Demasiado sugerente el fenómeno para que el egoísmo que traemos en la etiqueta genética no se traduzca en acciones concretas. Políticamente tenemos al populismo que simplemente sintoniza en la necesidad y en el bajo psiquismo su fuente de alimentación. El bien societario, compartido, comunitario, no se implica, no sería posible con los unos y los otros sino, como la inmediata y sencilla aspiración de realizaciones personales, ahora que sé que yo lo soy todo. Los buenos números macroeconómicos y la medición de los progresos sociales no me han ganado porque mi racionalidad es otra. Eso es un punto a considerar en el caso chileno y en otra medida también en el caso boliviano. La sociedad consiente un descarrío de alteridad ciudadana y la democracia, no sabe dónde está y desde luego tampoco puede saber cómo volver donde estaba.
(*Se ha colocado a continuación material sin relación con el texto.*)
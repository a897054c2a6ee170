//! Batched, bounded-concurrency embedding of chunk sequences.

use std::sync::Arc;

use futures::stream::{self, StreamExt};
use indicatif::ProgressBar;

use folio_core::{BatchReport, Chunk, Embedder, Error, Exhausted, IndexEntry, Result, RetryPolicy, ServiceError, Stage};

pub struct EmbedPool {
    embedder: Arc<dyn Embedder>,
    batch_size: usize,
    concurrency: usize,
    retry: RetryPolicy,
    progress: Option<ProgressBar>,
}

impl EmbedPool {
    pub fn new(embedder: Arc<dyn Embedder>, batch_size: usize, concurrency: usize, retry: RetryPolicy) -> Self {
        Self { embedder, batch_size: batch_size.max(1), concurrency: concurrency.max(1), retry, progress: None }
    }

    /// Advance `bar` by the number of chunks in each finished batch.
    #[must_use]
    pub fn with_progress(mut self, bar: ProgressBar) -> Self {
        self.progress = Some(bar);
        self
    }

    pub fn embedder(&self) -> &Arc<dyn Embedder> {
        &self.embedder
    }

    /// Embed `chunks`, keeping input order. Chunks that cannot be embedded
    /// are left out of the result and recorded in the report.
    pub async fn embed_chunks(&self, chunks: Vec<Chunk>) -> (Vec<IndexEntry>, BatchReport) {
        let mut batches = Vec::new();
        let mut iter = chunks.into_iter().peekable();
        while iter.peek().is_some() {
            batches.push(iter.by_ref().take(self.batch_size).collect::<Vec<_>>());
        }
        tracing::info!(
            batches = batches.len(),
            batch_size = self.batch_size,
            concurrency = self.concurrency,
            model = self.embedder.model_id(),
            "embedding chunks"
        );

        let outcomes: Vec<(Vec<IndexEntry>, BatchReport)> = stream::iter(batches)
            .map(|batch| self.embed_group(batch))
            .buffered(self.concurrency)
            .collect()
            .await;

        let mut entries = Vec::new();
        let mut report = BatchReport::default();
        for (batch_entries, batch_report) in outcomes {
            entries.extend(batch_entries);
            report.merge(batch_report);
        }
        report.indexed = entries.len();
        (entries, report)
    }

    /// Embed a single query string under the retry policy.
    pub async fn embed_query(&self, text: &str) -> Result<Vec<f32>> {
        let texts = [text.to_string()];
        let mut vectors = self
            .retry
            .run("embed", || self.embedder.embed_batch(&texts))
            .await
            .map_err(|e| e.into_error(Error::Embedding))?;
        let vector = vectors.pop().ok_or_else(|| Error::Embedding(ServiceError::Malformed("no vector returned".into())))?;
        self.check_dim(&vector).map_err(Error::Embedding)?;
        Ok(vector)
    }

    async fn embed_group(&self, batch: Vec<Chunk>) -> (Vec<IndexEntry>, BatchReport) {
        let mut report = BatchReport::default();
        let texts: Vec<String> = batch.iter().map(|c| c.text.clone()).collect();
        let outcome = self.call(&texts).await;

        let entries = match outcome {
            Ok(vectors) => self.pair(batch, vectors, &mut report),
            Err(exhausted) if exhausted.last.is_transient() || batch.len() == 1 => {
                for chunk in &batch {
                    report.record_failure(Stage::Embed, item(chunk), exhausted.clone().into_error(Error::Embedding));
                }
                Vec::new()
            }
            Err(exhausted) => {
                tracing::debug!(error = %exhausted.last, size = batch.len(), "batch rejected, embedding chunks one by one");
                let mut entries = Vec::new();
                for chunk in batch {
                    let single = [chunk.text.clone()];
                    match self.call(&single).await {
                        Ok(vectors) => entries.extend(self.pair(vec![chunk], vectors, &mut report)),
                        Err(e) => report.record_failure(Stage::Embed, item(&chunk), e.into_error(Error::Embedding)),
                    }
                }
                entries
            }
        };
        if let Some(bar) = &self.progress {
            bar.inc(texts.len() as u64);
        }
        (entries, report)
    }

    /// One retried request; a reply with the wrong number of vectors counts as malformed.
    async fn call(&self, texts: &[String]) -> std::result::Result<Vec<Vec<f32>>, Exhausted> {
        let vectors = self.retry.run("embed", || self.embedder.embed_batch(texts)).await?;
        if vectors.len() != texts.len() {
            return Err(Exhausted {
                operation: "embed",
                attempts: 1,
                last: ServiceError::Malformed(format!("expected {} vectors, got {}", texts.len(), vectors.len())),
            });
        }
        Ok(vectors)
    }

    fn pair(&self, batch: Vec<Chunk>, vectors: Vec<Vec<f32>>, report: &mut BatchReport) -> Vec<IndexEntry> {
        let mut entries = Vec::with_capacity(batch.len());
        for (chunk, vector) in batch.into_iter().zip(vectors) {
            match self.check_dim(&vector) {
                Ok(()) => entries.push(IndexEntry { vector, chunk }),
                Err(e) => report.record_failure(Stage::Embed, item(&chunk), Error::Embedding(e)),
            }
        }
        entries
    }

    fn check_dim(&self, vector: &[f32]) -> std::result::Result<(), ServiceError> {
        let dim = self.embedder.dim();
        if vector.len() == dim {
            Ok(())
        } else {
            Err(ServiceError::Malformed(format!("expected {dim} dimensions, got {}", vector.len())))
        }
    }
}

fn item(chunk: &Chunk) -> String {
    format!("{}#{}", chunk.source_path, chunk.chunk_index)
}

#[cfg(test)]
mod tests {
    use super::*;
    use crate::HashEmbedder;
    use folio_core::ChunkKind;
    use futures::future::BoxFuture;
    use std::sync::atomic::{AtomicU32, Ordering};
    use std::time::Duration;

    fn chunks(n: usize) -> Vec<Chunk> {
        (0..n).map(|i| Chunk::new(format!("chunk number {i}"), "notes.md", i, ChunkKind::FixedWindow).unwrap()).collect()
    }

    fn policy() -> RetryPolicy {
        RetryPolicy::immediate(3, Duration::from_secs(5))
    }

    /// Fails the first `failures` calls with a rate limit.
    struct Flaky {
        inner: HashEmbedder,
        failures: u32,
        calls: AtomicU32,
    }

    impl Embedder for Flaky {
        fn model_id(&self) -> &str {
            self.inner.model_id()
        }
        fn dim(&self) -> usize {
            self.inner.dim()
        }
        fn embed_batch<'a>(&'a self, texts: &'a [String]) -> BoxFuture<'a, std::result::Result<Vec<Vec<f32>>, ServiceError>> {
            let n = self.calls.fetch_add(1, Ordering::SeqCst);
            if n < self.failures {
                Box::pin(async { Err::<Vec<Vec<f32>>, _>(ServiceError::RateLimited) })
            } else {
                self.inner.embed_batch(texts)
            }
        }
    }

    /// Rejects any batch containing the word "poison".
    struct Picky(HashEmbedder);

    impl Embedder for Picky {
        fn model_id(&self) -> &str {
            self.0.model_id()
        }
        fn dim(&self) -> usize {
            self.0.dim()
        }
        fn embed_batch<'a>(&'a self, texts: &'a [String]) -> BoxFuture<'a, std::result::Result<Vec<Vec<f32>>, ServiceError>> {
            if texts.iter().any(|t| t.contains("poison")) {
                Box::pin(async { Err::<Vec<Vec<f32>>, _>(ServiceError::Rejected { status: 400, message: "bad input".into() }) })
            } else {
                self.0.embed_batch(texts)
            }
        }
    }

    /// Returns vectors one component short.
    struct Short;

    impl Embedder for Short {
        fn model_id(&self) -> &str {
            "short"
        }
        fn dim(&self) -> usize {
            4
        }
        fn embed_batch<'a>(&'a self, texts: &'a [String]) -> BoxFuture<'a, std::result::Result<Vec<Vec<f32>>, ServiceError>> {
            Box::pin(futures::future::ready(Ok::<_, ServiceError>(vec![vec![0.5f32; 3]; texts.len()])))
        }
    }

    #[tokio::test]
    async fn output_keeps_input_order_across_batches() {
        let pool = EmbedPool::new(Arc::new(HashEmbedder::new(16)), 2, 3, policy());
        let (entries, report) = pool.embed_chunks(chunks(7)).await;
        assert!(report.is_clean());
        assert_eq!(report.indexed, 7);
        let order: Vec<usize> = entries.iter().map(|e| e.chunk.chunk_index).collect();
        assert_eq!(order, (0..7).collect::<Vec<_>>());
    }

    #[tokio::test]
    async fn two_transient_failures_then_success() {
        let flaky = Flaky { inner: HashEmbedder::new(16), failures: 2, calls: AtomicU32::new(0) };
        let pool = EmbedPool::new(Arc::new(flaky), 8, 1, policy());
        let (entries, report) = pool.embed_chunks(chunks(3)).await;
        assert_eq!(entries.len(), 3);
        assert!(report.is_clean());
    }

    #[tokio::test]
    async fn exhausted_retries_drop_the_batch() {
        let flaky = Flaky { inner: HashEmbedder::new(16), failures: u32::MAX, calls: AtomicU32::new(0) };
        let pool = EmbedPool::new(Arc::new(flaky), 8, 1, policy());
        let (entries, report) = pool.embed_chunks(chunks(2)).await;
        assert!(entries.is_empty());
        assert_eq!(report.failed(Stage::Embed), 2);
        assert!(matches!(report.failures[0].error, Error::Embedding(ServiceError::RateLimited)));
        assert_eq!(report.failures[0].item, "notes.md#0");
    }

    #[tokio::test]
    async fn rejected_batch_falls_back_to_single_chunks() {
        let mut input = chunks(3);
        input[1] = Chunk::new("poison pill", "notes.md", 1, ChunkKind::FixedWindow).unwrap();
        let pool = EmbedPool::new(Arc::new(Picky(HashEmbedder::new(16))), 3, 1, policy());
        let (entries, report) = pool.embed_chunks(input).await;
        let kept: Vec<usize> = entries.iter().map(|e| e.chunk.chunk_index).collect();
        assert_eq!(kept, vec![0, 2]);
        assert_eq!(report.failed(Stage::Embed), 1);
        assert_eq!(report.failures[0].item, "notes.md#1");
    }

    #[tokio::test]
    async fn wrong_dimension_is_an_embedding_error() {
        let pool = EmbedPool::new(Arc::new(Short), 4, 1, policy());
        let (entries, report) = pool.embed_chunks(chunks(2)).await;
        assert!(entries.is_empty());
        assert_eq!(report.failed(Stage::Embed), 2);
        assert!(pool.embed_query("q").await.is_err());
    }
}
Primeramente debe reconocerse a sí misma.
El escenario es pues otro, los protagonistas también, la política se trunca como ejercicio, el poder se pervierte y se deslegitima y además es desplazado por la dominación fáctica que sobrevive a la reacción institucional. En el primer acto de la obra que pudo llamarse Yo seré lo que quiero ser y que no diré lo que soy, pero tal vez pueda encontrarte siéndolo si tu lo eres también.
Se nos pierden los tiempos y los espacios, me explicaba hace días Asdrúbal Aguiar, y la instantaneidad de Paul Virilio no logra más que describir el fenómeno. La democracia, como podemos deducir, se turba y se atrasa, es sorprendida y postrada a ratos, queda en la cuneta del instante histórico con una tonelada de basura fétida que la cubre.
¿Crisis? Brecht o Gramsci tal vez responderían mejor, llamados a rendir posiciones juradas, pero no esperaríamos más porque, nos guste o no, vivimos otro tiempo y el que puede venir no solo requiere volver a ser pensado, sino sobre la marcha, reinventado y concomitantemente al hombre, a la sociedad, al poder y desde luego a la democracia.